I have searched around, but couldn't find the specifics I am searching for. The closest posts I've found are these two:
https://softwareengineering.stackexchange.com/questions/279069/how-does-a-program-talk-to-a-graphics-card
https://superuser.com/questions/461022/how-does-the-cpu-and-gpu-interact-in-displaying-computer-graphics

They both mention something similar to "In order to make the GPU do something, you have to make a call via a supported API". I know that, but neither of the two dig into the specifics of how that API call is made. Hopefully, the diagram below illustrates my question.

MyVulkanProgram.c with "#include <vulkan/vulkan.h>"
|
| (Makes call via Vulkan API)
v
This is the part I don't understand!
|
v
Driver (Mesa, for example) takes the request sent via the Vulkan API.
|
| (Driver asks GPU to perform task)
v
GPU does task

I don't care what or how the GPU does something. Just how it is invoked through the API call via Vulkan and how it propagates through the system. Ideally what I'm looking for is a code-snippet or link to where in the Vulkan source code the actual request is sent to the driver.

Or have I gotten it all wrong? Is Vulkan more part of the driver than I realize? Is it maybe the case that the driver includes the same Vulkan header as my "MyVulkanProgram.c" and the driver is linked together with library files such as libvulkan.so et al? Is it more like the diagram below?

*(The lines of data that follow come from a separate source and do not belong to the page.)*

impl CorrelationEngine {
    pub fn new(config: StatsConfig) -> Result<Self, StatsError> {
        config.validate()?;
        Ok(Self { config })
    }

    pub fn config(&self) -> &StatsConfig {
        &self.config
    }

    fn seed(&self) -> u64 {
        self.config.bootstrap_seed.unwrap_or_else(rand::random)
    }

    /// Pearson and Spearman correlation of paired samples, their p-values,
    /// and bootstrap intervals for the mean of `a`.
    pub fn statistical_significance(
        &self,
        a: &[f64],
        b: &[f64],
    ) -> Result<StatisticalAnalysis, StatsError> {
        if a.len() != b.len() {
            return Err(StatsError::LengthMismatch {
                left: a.len(),
                right: b.len(),
            });
        }
        check_finite(a)?;
        check_finite(b)?;
        let n = a.len();
        if n < 2 {
            return Ok(StatisticalAnalysis::degenerate(n));
        }

        let pearson_r = pearson(a, b);
        let spearman_r = spearman(a, b);
        let pearson_p = correlation_p_value(pearson_r, n);
        let spearman_p = correlation_p_value(spearman_r, n);
        let p_value = pearson_p.min(spearman_p);

        let means = bootstrap_means(a, self.config.bootstrap_iterations, self.seed());
        let analysis = StatisticalAnalysis {
            pearson_r,
            spearman_r,
            pearson_p,
            spearman_p,
            p_value,
            ci_95: percentile_interval(&means, 0.05),
            ci_99: percentile_interval(&means, 0.01),
            sample_size: n,
            is_significant: p_value < self.config.significance_level,
        };
        debug!(n, pearson_r, spearman_r, p_value, "significance test");
        Ok(analysis)
    }

    /// Percentile bootstrap interval for the mean of `sample` at level
    /// `1 − alpha`; (0, 0) for an empty sample.
    pub fn bootstrap_ci(
        &self,
        sample: &[f64],
        alpha: f64,
    ) -> Result<ConfidenceInterval, StatsError> {
        if !(alpha > 0.0 && alpha < 1.0) {
            return Err(StatsError::InvalidConfig("alpha must be within (0, 1)"));
        }
        check_finite(sample)?;
        let means = bootstrap_means(sample, self.config.bootstrap_iterations, self.seed());
        Ok(percentile_interval(&means, alpha))
    }

    /// P(event_type | feast) over the supplied history.
    pub fn bayesian_probability(
        &self,
        feast: FeastKind,
        event_type: EventType,
        patterns: &[HistoricalPattern],
    ) -> f64 {
        bayesian_probability(feast, event_type, patterns)
    }

    /// Isolation scores of each row, aligned to input order.
    pub fn anomaly_scores(&self, features: &[Vec<f64>]) -> Result<Vec<f64>, StatsError> {
        check_features(features)?;
        if features.is_empty() {
            return Ok(Vec::new());
        }
        let forest = IsolationForest::fit(features, DEFAULT_TREES, DEFAULT_SUBSAMPLE, self.seed());
        Ok(features.iter().map(|row| forest.score(row)).collect())
    }

    /// Flag the `round(contamination · n)` most isolated rows.
    pub fn detect_anomalies(&self, features: &[Vec<f64>]) -> Result<Vec<bool>, StatsError> {
        let scores = self.anomaly_scores(features)?;
        Ok(self.flag_anomalies(&scores))
    }

    /// Mask of the `round(contamination · n)` highest `scores`; ties keep
    /// the earlier row.
    pub fn flag_anomalies(&self, scores: &[f64]) -> Vec<bool> {
        let flagged = (self.config.anomaly_contamination * scores.len() as f64).round() as usize;

        let mut order: Vec<usize> = (0..scores.len()).collect();
        order.sort_by(|&i, &j| scores[j].total_cmp(&scores[i]).then(i.cmp(&j)));

        let mut mask = vec![false; scores.len()];
        for &i in order.iter().take(flagged) {
            mask[i] = true;
        }
        debug!(rows = scores.len(), flagged, "anomaly detection");
        mask
    }

    /// Risk outlook for each upcoming feast, highest risk first.
    pub fn predict_future_patterns(
        &self,
        upcoming: &[FeastDay],
        patterns: &[HistoricalPattern],
    ) -> Vec<PatternPrediction> {
        let all: Vec<f64> = patterns.iter().map(|p| p.correlation).collect();
        let (overall_mean, overall_std) = (mean(&all), population_std(&all));

        let mut predictions: Vec<PatternPrediction> = upcoming
            .iter()
            .map(|feast| {
                let related: Vec<&HistoricalPattern> =
                    patterns.iter().filter(|p| p.feast == feast.kind).collect();
                let correlations: Vec<f64> = related.iter().map(|p| p.correlation).collect();
                let avg = mean(&correlations);

                let types: BTreeSet<EventType> = related.iter().map(|p| p.event_type).collect();
                let probability_by_type: BTreeMap<EventType, f64> = types
                    .into_iter()
                    .map(|t| (t, bayesian_probability(feast.kind, t, patterns)))
                    .collect();
                let max_prob = probability_by_type.values().copied().fold(0.0, f64::max);

                let mut predicted: Vec<(EventType, f64)> = probability_by_type
                    .iter()
                    .filter(|&(_, &p)| p >= self.config.prediction_threshold)
                    .map(|(&t, &p)| (t, p))
                    .collect();
                predicted.sort_by(|a, b| b.1.total_cmp(&a.1).then(a.0.cmp(&b.0)));

                let anomaly_score = if related.is_empty() || overall_std == 0.0 {
                    0.0
                } else {
                    ((avg - overall_mean).abs() / overall_std).clamp(0.0, 1.0)
                };

                PatternPrediction {
                    feast_name: feast.name.clone(),
                    feast_kind: feast.kind,
                    feast_date: feast.start_date,
                    risk_score: (RISK_CORRELATION_WEIGHT * avg + RISK_PROBABILITY_WEIGHT * max_prob)
                        .clamp(0.0, 1.0),
                    confidence: (related.len() as f64 / FULL_CONFIDENCE_SAMPLES).min(1.0),
                    predicted_event_types: predicted.into_iter().map(|(t, _)| t).collect(),
                    probability_by_type,
                    historical_correlation: avg,
                    anomaly_score,
                }
            })
            .collect();

        predictions.sort_by(|a, b| b.risk_score.total_cmp(&a.risk_score));
        debug!(
            feasts = upcoming.len(),
            patterns = patterns.len(),
            "predictions computed"
        );
        predictions
    }

    /// Mean correlation for every feast × event type cell (0 when unseen).
    pub fn correlation_matrix(
        &self,
        patterns: &[HistoricalPattern],
    ) -> BTreeMap<FeastKind, BTreeMap<EventType, f64>> {
        let mut sums: BTreeMap<(FeastKind, EventType), (f64, usize)> = BTreeMap::new();
        for p in patterns {
            let cell = sums.entry((p.feast, p.event_type)).or_insert((0.0, 0));
            cell.0 += p.correlation;
            cell.1 += 1;
        }
        ALL_FEASTS
            .iter()
            .map(|&feast| {
                let row = ALL_EVENT_TYPES
                    .iter()
                    .map(|&t| {
                        let value = match sums.get(&(feast, t)) {
                            Some(&(sum, count)) if count > 0 => {
                                (sum / count as f64).clamp(0.0, 1.0)
                            }
                            _ => 0.0,
                        };
                        (t, value)
                    })
                    .collect();
                (feast, row)
            })
            .collect()
    }

    /// Count and mean correlation per season of the feast date.
    pub fn seasonal_patterns(
        &self,
        patterns: &[HistoricalPattern],
    ) -> BTreeMap<Season, SeasonalAggregate> {
        let mut buckets: BTreeMap<Season, Vec<f64>> =
            ALL_SEASONS.iter().map(|&s| (s, Vec::new())).collect();
        for p in patterns {
            buckets
                .entry(Season::of(p.feast_date))
                .or_default()
                .push(p.correlation);
        }
        buckets
            .into_iter()
            .map(|(season, values)| {
                let aggregate = SeasonalAggregate {
                    count: values.len(),
                    avg_correlation: mean(&values),
                };
                (season, aggregate)
            })
            .collect()
    }
}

MyVulkanProgram.c with "#include <vulkan/vulkan.h>"
|
| (Makes call via Vulkan API)
v
Driver (Mesa, for example, which includes the vulkan headers and is linked with the Vulkan shared object-files) takes the request sent via the Vulkan API.
|
| (Driver asks GPU to perform task)
v
GPU does task

Might be a basic question, might not be, but I'm confused nonetheless. Very thankful for any answers!

UPDATED Question:
After having read the answer from @krOoze (answer from krOoze), and given the "Vulkan loader" overview figure in the mentioned document, I can more precisely express my question.

How does an application, making a call via the Vulkan API, reach the ICD via the Vulkan loader?

Solution

You are looking for the Vulkan-Loader/LoaderAndLayerInterface.md documentation.

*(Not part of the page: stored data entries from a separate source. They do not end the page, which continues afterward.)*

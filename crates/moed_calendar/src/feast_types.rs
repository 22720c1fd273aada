//! Types for annual feast computation.

use chrono::NaiveDate;
use serde::{Deserialize, Serialize};

use crate::hebrew::{FALL_YEAR_OFFSET, HebrewMonth, SPRING_YEAR_OFFSET};

/// The six canonical annual feasts, in calendar order.
#[derive(Debug, Clone, Copy, PartialEq, Eq, Hash, PartialOrd, Ord, Serialize, Deserialize)]
#[serde(rename_all = "snake_case")]
pub enum FeastKind {
    Passover,
    UnleavenedBread,
    Pentecost,
    Trumpets,
    Atonement,
    Tabernacles,
}

/// All feast kinds in calendar order.
pub const ALL_FEASTS: [FeastKind; 6] = [
    FeastKind::Passover,
    FeastKind::UnleavenedBread,
    FeastKind::Pentecost,
    FeastKind::Trumpets,
    FeastKind::Atonement,
    FeastKind::Tabernacles,
];

/// Half of the year a lunisolar anchor belongs to.
#[derive(Debug, Clone, Copy, PartialEq, Eq)]
pub enum FeastSeason {
    /// Nisan–Sivan anchors (Gregorian March–June).
    Spring,
    /// Tishrei anchors (Gregorian September–October).
    Fall,
}

impl FeastSeason {
    /// Initial guess for the Hebrew year whose anchor falls in Gregorian `year`,
    /// or `None` past the end of `i32`.
    pub const fn hebrew_year_for(self, year: i32) -> Option<i32> {
        match self {
            Self::Spring => year.checked_add(SPRING_YEAR_OFFSET),
            Self::Fall => year.checked_add(FALL_YEAR_OFFSET),
        }
    }
}

/// How a feast date is obtained.
#[derive(Debug, Clone, Copy, PartialEq, Eq)]
pub enum FeastAnchor {
    /// Fixed Hebrew month/day converted through the calendar primitive.
    Lunisolar {
        month: HebrewMonth,
        day: u8,
        season: FeastSeason,
    },
    /// Inclusive day span offset from another feast's start date.
    Offset {
        from: FeastKind,
        first_day: i64,
        last_day: i64,
    },
}

impl FeastKind {
    pub const fn name(self) -> &'static str {
        match self {
            Self::Passover => "Passover",
            Self::UnleavenedBread => "Feast of Unleavened Bread",
            Self::Pentecost => "Pentecost",
            Self::Trumpets => "Feast of Trumpets",
            Self::Atonement => "Day of Atonement",
            Self::Tabernacles => "Feast of Tabernacles",
        }
    }

    /// Hebrew name of the feast.
    pub const fn hebrew_name(self) -> &'static str {
        match self {
            Self::Passover => "Pesach",
            Self::UnleavenedBread => "Chag HaMatzot",
            Self::Pentecost => "Shavuot",
            Self::Trumpets => "Yom Teruah",
            Self::Atonement => "Yom Kippur",
            Self::Tabernacles => "Sukkot",
        }
    }

    pub const fn significance(self) -> &'static str {
        match self {
            Self::Passover => "Deliverance from Egypt; the lamb slain on 14 Nisan",
            Self::UnleavenedBread => "Seven days without leaven following Passover",
            Self::Pentecost => "Feast of Weeks; firstfruits of the wheat harvest",
            Self::Trumpets => "Day of blowing the shofar; head of the civil year",
            Self::Atonement => "Day of fasting and national atonement",
            Self::Tabernacles => "Seven days dwelling in booths; ingathering",
        }
    }

    pub const fn anchor(self) -> FeastAnchor {
        match self {
            Self::Passover => FeastAnchor::Lunisolar {
                month: HebrewMonth::Nisan,
                day: 14,
                season: FeastSeason::Spring,
            },
            Self::UnleavenedBread => FeastAnchor::Offset {
                from: Self::Passover,
                first_day: 1,
                last_day: 7,
            },
            Self::Pentecost => FeastAnchor::Lunisolar {
                month: HebrewMonth::Sivan,
                day: 6,
                season: FeastSeason::Spring,
            },
            Self::Trumpets => FeastAnchor::Lunisolar {
                month: HebrewMonth::Tishrei,
                day: 1,
                season: FeastSeason::Fall,
            },
            Self::Atonement => FeastAnchor::Lunisolar {
                month: HebrewMonth::Tishrei,
                day: 10,
                season: FeastSeason::Fall,
            },
            Self::Tabernacles => FeastAnchor::Offset {
                from: Self::Trumpets,
                first_day: 14,
                last_day: 20,
            },
        }
    }

    /// Whether the feast spans several days.
    pub const fn is_range(self) -> bool {
        matches!(self.anchor(), FeastAnchor::Offset { .. })
    }
}

impl std::fmt::Display for FeastKind {
    fn fmt(&self, f: &mut std::fmt::Formatter<'_>) -> std::fmt::Result {
        f.write_str(self.name())
    }
}

/// A feast expressed in Gregorian dates for one year.
#[derive(Debug, Clone, PartialEq, Eq, Serialize, Deserialize)]
pub struct FeastDay {
    pub kind: FeastKind,
    pub name: String,
    /// First (or only) day of the feast.
    pub start_date: NaiveDate,
    /// Last day for range feasts; `None` for single-day feasts.
    pub end_date: Option<NaiveDate>,
    pub is_range: bool,
    pub significance: String,
    /// Gregorian year the feast was computed for.
    pub year: i32,
}

impl FeastDay {
    pub fn single(kind: FeastKind, date: NaiveDate, year: i32) -> Self {
        Self {
            kind,
            name: kind.name().to_string(),
            start_date: date,
            end_date: None,
            is_range: false,
            significance: kind.significance().to_string(),
            year,
        }
    }

    pub fn range(kind: FeastKind, start: NaiveDate, end: NaiveDate, year: i32) -> Self {
        Self {
            kind,
            name: kind.name().to_string(),
            start_date: start,
            end_date: Some(end),
            is_range: true,
            significance: kind.significance().to_string(),
            year,
        }
    }

    /// Last day covered by the feast.
    pub fn last_date(&self) -> NaiveDate {
        self.end_date.unwrap_or(self.start_date)
    }

    /// Whether `date` lies within the feast (inclusive).
    pub fn contains(&self, date: NaiveDate) -> bool {
        self.start_date <= date && date <= self.last_date()
    }

    /// Number of days covered (1 for single-day feasts).
    pub fn duration_days(&self) -> i64 {
        (self.last_date() - self.start_date).num_days() + 1
    }
}

#[cfg(test)]
mod tests {
    use super::*;

    #[test]
    fn range_feasts_are_offset_anchored() {
        let ranges: Vec<_> = ALL_FEASTS.iter().filter(|k| k.is_range()).collect();
        assert_eq!(
            ranges,
            vec![&FeastKind::UnleavenedBread, &FeastKind::Tabernacles]
        );
    }

    #[test]
    fn feast_day_contains_is_inclusive() {
        let start = NaiveDate::from_ymd_opt(2025, 4, 13).unwrap();
        let end = NaiveDate::from_ymd_opt(2025, 4, 19).unwrap();
        let feast = FeastDay::range(FeastKind::UnleavenedBread, start, end, 2025);
        assert!(feast.contains(start));
        assert!(feast.contains(end));
        assert!(!feast.contains(end.succ_opt().unwrap()));
        assert_eq!(feast.duration_days(), 7);
    }

    #[test]
    fn hebrew_year_guess_stops_at_i32_limit() {
        assert_eq!(FeastSeason::Spring.hebrew_year_for(2025), Some(5785));
        assert_eq!(FeastSeason::Fall.hebrew_year_for(2024), Some(5785));
        assert_eq!(FeastSeason::Spring.hebrew_year_for(i32::MAX), None);
        assert_eq!(FeastSeason::Fall.hebrew_year_for(i32::MAX - 3760), None);
    }

    #[test]
    fn feast_kind_serializes_snake_case() {
        let json = serde_json::to_string(&FeastKind::UnleavenedBread).unwrap();
        assert_eq!(json, "\"unleavened_bread\"");
    }
}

The app interfaces with The Loader (sometimes called Vulkan RT, or Vulkan Runtime). That is the vulkan-1.dll (or so).

The Loader also has vulkan-1.lib, which is classic dll shim. It is where the loading of core version and WSI commands happens, but you can skip the lib and do it all manually directly from the dll using vkGetInstanceProcAddr.

Then you have ICDs (Installable Client Drivers). Those are something like nvoglv64.dll, and you can have more of them on your PC (e.g. Intel iGPU + NV). The name is arbitrary and vendor specific. The Loader finds them via config files.

Now when you call something to a command obtained with vkGetInstanceProcAddress (which is everything if you use the *.lib only), you get onto a loader trampoline, which calls a chain of layers, after which the relevant ICD (or all of them) are called. Then the callstack is unwound, so it goes the other direction until the returned to the app. The loader mutexes and merges the the input and output to the ICD.

Commands obtained with vkGetDeviceProcAddress are little bit more streamlined, as they do not require to be mutexed or merged and are meant to be passed to the ICD without much intervention from the Loader.

The code is also at the same repo: trampoline.c, and loader.c. It's pretty straightforward; every layer just calls the layer below it. Starts at the trampoline, and ends with the terminator layer which in turn will call the ICD layer.